***** DATA LISTING *****
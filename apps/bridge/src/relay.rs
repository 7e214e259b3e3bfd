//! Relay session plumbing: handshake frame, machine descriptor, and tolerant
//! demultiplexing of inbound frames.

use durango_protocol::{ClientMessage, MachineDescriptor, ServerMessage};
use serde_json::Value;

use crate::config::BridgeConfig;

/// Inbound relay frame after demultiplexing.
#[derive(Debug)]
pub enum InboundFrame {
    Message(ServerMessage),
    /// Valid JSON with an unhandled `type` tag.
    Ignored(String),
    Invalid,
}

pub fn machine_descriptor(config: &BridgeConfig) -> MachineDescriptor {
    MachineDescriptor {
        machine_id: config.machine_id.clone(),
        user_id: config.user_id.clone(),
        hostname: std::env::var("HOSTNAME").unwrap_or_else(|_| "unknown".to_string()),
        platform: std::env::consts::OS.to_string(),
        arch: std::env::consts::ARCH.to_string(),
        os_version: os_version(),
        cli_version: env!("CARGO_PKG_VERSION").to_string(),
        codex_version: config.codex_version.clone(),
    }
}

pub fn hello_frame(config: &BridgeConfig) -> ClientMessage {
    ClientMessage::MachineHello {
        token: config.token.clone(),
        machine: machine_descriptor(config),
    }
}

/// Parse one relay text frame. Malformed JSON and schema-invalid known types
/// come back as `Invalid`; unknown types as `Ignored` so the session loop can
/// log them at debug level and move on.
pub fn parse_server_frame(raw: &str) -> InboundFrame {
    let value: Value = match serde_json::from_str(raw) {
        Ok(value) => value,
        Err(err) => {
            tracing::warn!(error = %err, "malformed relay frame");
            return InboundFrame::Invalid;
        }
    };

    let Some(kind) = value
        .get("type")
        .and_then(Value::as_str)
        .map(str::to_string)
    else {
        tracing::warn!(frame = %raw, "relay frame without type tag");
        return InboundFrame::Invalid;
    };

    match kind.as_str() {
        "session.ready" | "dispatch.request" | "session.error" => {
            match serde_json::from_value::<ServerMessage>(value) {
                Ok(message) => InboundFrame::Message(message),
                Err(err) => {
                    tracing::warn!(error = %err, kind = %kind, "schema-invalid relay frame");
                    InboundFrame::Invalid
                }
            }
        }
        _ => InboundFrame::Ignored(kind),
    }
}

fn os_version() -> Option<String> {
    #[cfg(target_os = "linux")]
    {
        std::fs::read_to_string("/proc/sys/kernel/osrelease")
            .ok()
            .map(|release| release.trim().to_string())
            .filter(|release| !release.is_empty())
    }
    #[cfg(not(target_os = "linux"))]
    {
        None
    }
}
*****
***** DATA LISTING *****
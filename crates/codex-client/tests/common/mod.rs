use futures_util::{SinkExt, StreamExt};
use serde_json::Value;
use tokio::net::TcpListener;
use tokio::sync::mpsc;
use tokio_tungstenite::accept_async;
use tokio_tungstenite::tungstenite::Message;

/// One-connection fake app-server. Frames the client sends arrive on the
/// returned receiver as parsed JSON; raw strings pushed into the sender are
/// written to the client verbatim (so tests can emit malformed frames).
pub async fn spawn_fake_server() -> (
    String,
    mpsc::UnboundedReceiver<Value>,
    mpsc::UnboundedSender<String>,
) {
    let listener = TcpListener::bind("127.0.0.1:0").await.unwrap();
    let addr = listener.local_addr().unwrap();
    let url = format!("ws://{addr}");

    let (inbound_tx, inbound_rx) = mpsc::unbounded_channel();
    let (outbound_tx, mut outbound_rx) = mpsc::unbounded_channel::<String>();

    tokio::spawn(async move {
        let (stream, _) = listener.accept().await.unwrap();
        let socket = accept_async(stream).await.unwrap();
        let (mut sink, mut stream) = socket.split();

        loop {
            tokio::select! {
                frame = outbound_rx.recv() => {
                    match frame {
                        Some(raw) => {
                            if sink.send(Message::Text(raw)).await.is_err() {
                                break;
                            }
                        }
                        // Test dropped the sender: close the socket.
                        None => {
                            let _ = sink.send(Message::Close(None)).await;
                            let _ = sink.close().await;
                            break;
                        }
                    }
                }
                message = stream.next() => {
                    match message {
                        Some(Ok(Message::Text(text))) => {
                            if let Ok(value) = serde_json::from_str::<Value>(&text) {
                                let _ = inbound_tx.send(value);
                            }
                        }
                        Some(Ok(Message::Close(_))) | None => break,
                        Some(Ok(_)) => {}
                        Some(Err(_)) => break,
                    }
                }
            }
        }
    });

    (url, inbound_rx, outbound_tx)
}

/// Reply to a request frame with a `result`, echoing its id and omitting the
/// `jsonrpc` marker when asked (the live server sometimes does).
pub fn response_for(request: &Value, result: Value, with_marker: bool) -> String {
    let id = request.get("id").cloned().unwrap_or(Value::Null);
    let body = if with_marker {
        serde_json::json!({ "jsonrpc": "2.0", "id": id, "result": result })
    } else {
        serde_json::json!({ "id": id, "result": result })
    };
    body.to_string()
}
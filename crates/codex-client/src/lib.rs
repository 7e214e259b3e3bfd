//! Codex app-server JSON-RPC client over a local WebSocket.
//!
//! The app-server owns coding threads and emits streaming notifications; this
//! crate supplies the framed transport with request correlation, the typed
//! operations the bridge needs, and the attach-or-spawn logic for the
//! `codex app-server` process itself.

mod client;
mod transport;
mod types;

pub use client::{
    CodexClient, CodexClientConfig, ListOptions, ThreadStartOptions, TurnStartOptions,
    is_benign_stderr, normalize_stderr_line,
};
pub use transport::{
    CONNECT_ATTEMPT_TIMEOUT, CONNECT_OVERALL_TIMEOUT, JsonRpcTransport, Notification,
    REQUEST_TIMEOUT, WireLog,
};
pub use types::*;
*****
In the records above, find the line with "let (inbound_tx, inbound_rx)"; write out exactly that line and each one after it, stopping after the line with "if let Ok(value)".

RESPONSE BELOW:
    let (inbound_tx, inbound_rx) = mpsc::unbounded_channel();
    let (outbound_tx, mut outbound_rx) = mpsc::unbounded_channel::<String>();

    tokio::spawn(async move {
        let (stream, _) = listener.accept().await.unwrap();
        let socket = accept_async(stream).await.unwrap();
        let (mut sink, mut stream) = socket.split();

        loop {
            tokio::select! {
                frame = outbound_rx.recv() => {
                    match frame {
                        Some(raw) => {
                            if sink.send(Message::Text(raw)).await.is_err() {
                                break;
                            }
                        }
                        // Test dropped the sender: close the socket.
                        None => {
                            let _ = sink.send(Message::Close(None)).await;
                            let _ = sink.close().await;
                            break;
                        }
                    }
                }
                message = stream.next() => {
                    match message {
                        Some(Ok(Message::Text(text))) => {
                            if let Ok(value) = serde_json::from_str::<Value>(&text) {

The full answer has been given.